Entries taken from a collection.
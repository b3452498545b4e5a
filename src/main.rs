//! Deejay - Entry Point
//!
//! Sets up the async runtime, constructs the LLM and Spotify clients from
//! the environment, and runs the interactive dj> loop: refresh the access
//! token, dispatch literal commands directly, route everything else
//! through intent resolution and execution.

use deejay::core::error::Result;
use deejay::intent::{execute, resolve};
use deejay::llm::LlmClient;
use deejay::playback::{PlaybackClient, SpotifyClient};

use std::io::{self, Write};
use tokio::runtime::Runtime;

fn main() -> Result<()> {
    // Initialize tracing for logging
    tracing_subscriber::fmt()
        .with_env_filter("deejay=debug")
        .init();

    // Credentials come from the environment; a .env file is optional
    if let Err(err) = dotenvy::dotenv() {
        tracing::debug!(%err, "no .env file loaded");
    }

    tracing::info!("Deejay starting...");

    // Create the async runtime for remote calls
    let rt = Runtime::new()?;

    let spotify = SpotifyClient::from_env()?;
    let llm = LlmClient::from_env()?;

    // Clear screen, same as a fresh DJ booth
    print!("\x1b[2J");

    loop {
        print!("dj> ");
        io::stdout().flush()?;

        let mut input = String::new();
        if io::stdin().read_line(&mut input)? == 0 {
            break;
        }
        let input = input.trim();

        if input.is_empty() {
            continue;
        }
        if input == "exit" {
            break;
        }

        // Tokens are short-lived; refresh once per turn before dispatch
        if let Err(err) = rt.block_on(spotify.refresh_access_token()) {
            println!("Could not refresh access token: {}", err);
            continue;
        }

        if input == "play" {
            if let Err(err) = rt.block_on(spotify.play()) {
                println!("Could not start playback: {}", err);
            }
            continue;
        }
        if input == "pause" {
            if let Err(err) = rt.block_on(spotify.pause()) {
                println!("Could not pause playback: {}", err);
            }
            continue;
        }

        match rt.block_on(run_turn(&llm, &spotify, input)) {
            Ok(()) => {}
            Err(err) => println!("Could not handle request: {}", err),
        }
    }

    println!("\nGoodbye!");
    Ok(())
}

/// One full turn: resolve the utterance, then execute the action
async fn run_turn(llm: &LlmClient, playback: &SpotifyClient, input: &str) -> Result<()> {
    let action = resolve(llm, playback, input).await?;
    execute(playback, &action).await
}
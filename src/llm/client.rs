//! Async client for an OpenAI-compatible chat-completion API
//!
//! The resolver only ever needs one request shape: a fixed system message
//! plus one user message, answered by the first choice's message content.
//! The `CompletionClient` trait is the seam that lets tests substitute a
//! scripted completion for the real endpoint.

use crate::core::error::{DjError, Result};
use async_trait::async_trait;
use reqwest::Client;
use serde::{Deserialize, Serialize};

const DEFAULT_API_URL: &str = "https://api.openai.com/v1/chat/completions";
const DEFAULT_MODEL: &str = "gpt-3.5-turbo";

/// One completion call: system prompt + user message in, reply text out.
#[async_trait]
pub trait CompletionClient: Send + Sync {
    async fn complete(&self, system: &str, user: &str) -> Result<String>;
}

/// reqwest-backed `CompletionClient` speaking the OpenAI chat wire format
pub struct LlmClient {
    client: Client,
    api_key: String,
    api_url: String,
    model: String,
}

impl LlmClient {
    /// Create a new client with explicit configuration
    pub fn new(api_key: String, api_url: String, model: String) -> Self {
        Self {
            client: Client::new(),
            api_key,
            api_url,
            model,
        }
    }

    /// Create a client from environment variables
    ///
    /// Required: OPENAI_API_KEY
    /// Optional: OPENAI_API_URL (defaults to the OpenAI chat endpoint)
    /// Optional: OPENAI_MODEL (defaults to gpt-3.5-turbo)
    pub fn from_env() -> Result<Self> {
        let api_key = std::env::var("OPENAI_API_KEY")
            .map_err(|_| DjError::MissingConfig("OPENAI_API_KEY not set".into()))?;
        let api_url = std::env::var("OPENAI_API_URL").unwrap_or_else(|_| DEFAULT_API_URL.into());
        let model = std::env::var("OPENAI_MODEL").unwrap_or_else(|_| DEFAULT_MODEL.into());

        Ok(Self::new(api_key, api_url, model))
    }
}

#[async_trait]
impl CompletionClient for LlmClient {
    async fn complete(&self, system: &str, user: &str) -> Result<String> {
        let request = ChatRequest {
            model: self.model.clone(),
            messages: vec![
                Message {
                    role: "system".into(),
                    content: system.into(),
                },
                Message {
                    role: "user".into(),
                    content: user.into(),
                },
            ],
        };

        let response = self
            .client
            .post(&self.api_url)
            .header("Authorization", format!("Bearer {}", self.api_key))
            .header("content-type", "application/json")
            .json(&request)
            .send()
            .await
            .map_err(|e| DjError::LlmError(e.to_string()))?;

        if !response.status().is_success() {
            let error_text = response.text().await.unwrap_or_default();
            return Err(DjError::LlmError(format!("API error: {}", error_text)));
        }

        let completion: ChatResponse = response
            .json()
            .await
            .map_err(|e| DjError::LlmError(e.to_string()))?;

        completion
            .choices
            .first()
            .map(|c| c.message.content.clone())
            .ok_or_else(|| DjError::LlmError("Empty response".into()))
    }
}

#[derive(Serialize)]
struct ChatRequest {
    model: String,
    messages: Vec<Message>,
}

#[derive(Serialize)]
struct Message {
    role: String,
    content: String,
}

#[derive(Deserialize)]
struct ChatResponse {
    choices: Vec<Choice>,
}

#[derive(Deserialize)]
struct Choice {
    message: ChoiceMessage,
}

#[derive(Deserialize)]
struct ChoiceMessage {
    content: String,
}
pub mod error;

pub use error::{DjError, Result};
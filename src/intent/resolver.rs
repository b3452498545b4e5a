//! Resolve natural-language requests into structured playback actions
//!
//! The LLM is used for translation only: it maps free text onto a fixed
//! action vocabulary plus free-text search queries. It never talks to the
//! streaming service itself; the executor does that.

use crate::core::error::{DjError, Result};
use crate::llm::CompletionClient;
use crate::playback::PlaybackClient;
use serde::{Deserialize, Serialize};

/// A resolved instruction set for one turn
///
/// Every field is optional; the empty object is a valid no-op action.
#[derive(Debug, Clone, Default, Serialize, Deserialize)]
pub struct Action {
    /// Coarse transport directives, order-insensitive
    #[serde(default)]
    pub actions: Vec<ActionKind>,
    /// Track to search, enqueue, and start playing next
    #[serde(default, rename = "toPlay")]
    pub to_play: Option<String>,
    /// Tracks to search and enqueue, in order
    #[serde(default, rename = "toQueue")]
    pub to_queue: Vec<String>,
}

impl Action {
    pub fn requests(&self, kind: ActionKind) -> bool {
        self.actions.contains(&kind)
    }

    /// True when executing this action would issue no remote calls
    pub fn is_empty(&self) -> bool {
        self.actions.is_empty()
            && self.to_play.as_deref().map_or(true, str::is_empty)
            && self.to_queue.is_empty()
    }
}

/// The fixed directive vocabulary the LLM may emit
#[derive(Debug, Clone, Copy, Serialize, Deserialize, PartialEq, Eq)]
#[serde(rename_all = "camelCase")]
pub enum ActionKind {
    Play,
    Pause,
    ClearQueue,
}

/// System prompt fixing the assistant's music/DJ context
const SYSTEM_PROMPT: &str = "https://spotify.com\nhttps://reddit.com/r/ListenToThis";

/// Instruction template prepended to the raw utterance
const INSTRUCTION_PROMPT: &str = r#"You are a music recommendation and DJ API bot. All responses should be in the same as this example JSON format:

```json
{
"actions":["pause","play", "clearQueue"],
"toPlay":"Dynamite by Tao Cruz", // optional
"toQueue":["Megalovania by Toby Fox", "Hello by Adelle"]
}
```
I want you to reply only with the JSON object and no other text. All song strings will be sent as a query to spotify.

"#;

/// Resolve one utterance into an `Action`
///
/// Exact "play"/"pause" short-circuit: the transport call is attempted
/// best-effort and an empty action is returned without consulting the
/// model, whether or not the call succeeded. Everything else goes through
/// one completion request whose reply must parse as an `Action` object.
pub async fn resolve(
    llm: &dyn CompletionClient,
    playback: &dyn PlaybackClient,
    input: &str,
) -> Result<Action> {
    println!("{}", input);
    if input == "play" {
        if let Err(err) = playback.play().await {
            tracing::debug!(%err, "literal play failed, ignoring");
        }
        return Ok(Action::default());
    }
    if input == "pause" {
        if let Err(err) = playback.pause().await {
            tracing::debug!(%err, "literal pause failed, ignoring");
        }
        return Ok(Action::default());
    }

    let user_prompt = format!("{}{}", INSTRUCTION_PROMPT, input);
    let response = llm.complete(SYSTEM_PROMPT, &user_prompt).await?;
    let json_str = extract_json(&response)?;

    let action: Action = serde_json::from_str(json_str).map_err(|e| {
        DjError::LlmError(format!(
            "Failed to parse action: {} - Response: {}",
            e, response
        ))
    })?;

    Ok(action)
}

/// Extract the JSON object from the LLM response (handles surrounding text)
fn extract_json(response: &str) -> Result<&str> {
    let start = response
        .find('{')
        .ok_or_else(|| DjError::LlmError("No JSON found in response".into()))?;
    // only braces after the opening one can close the object
    let end = response[start..]
        .rfind('}')
        .ok_or_else(|| DjError::LlmError("No closing brace found in response".into()))?;
    Ok(&response[start..=start + end])
}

Task prompt. Tally the lines in the records that hold the word "ActionKind", and state only the resulting number.

Response for this exercise. 3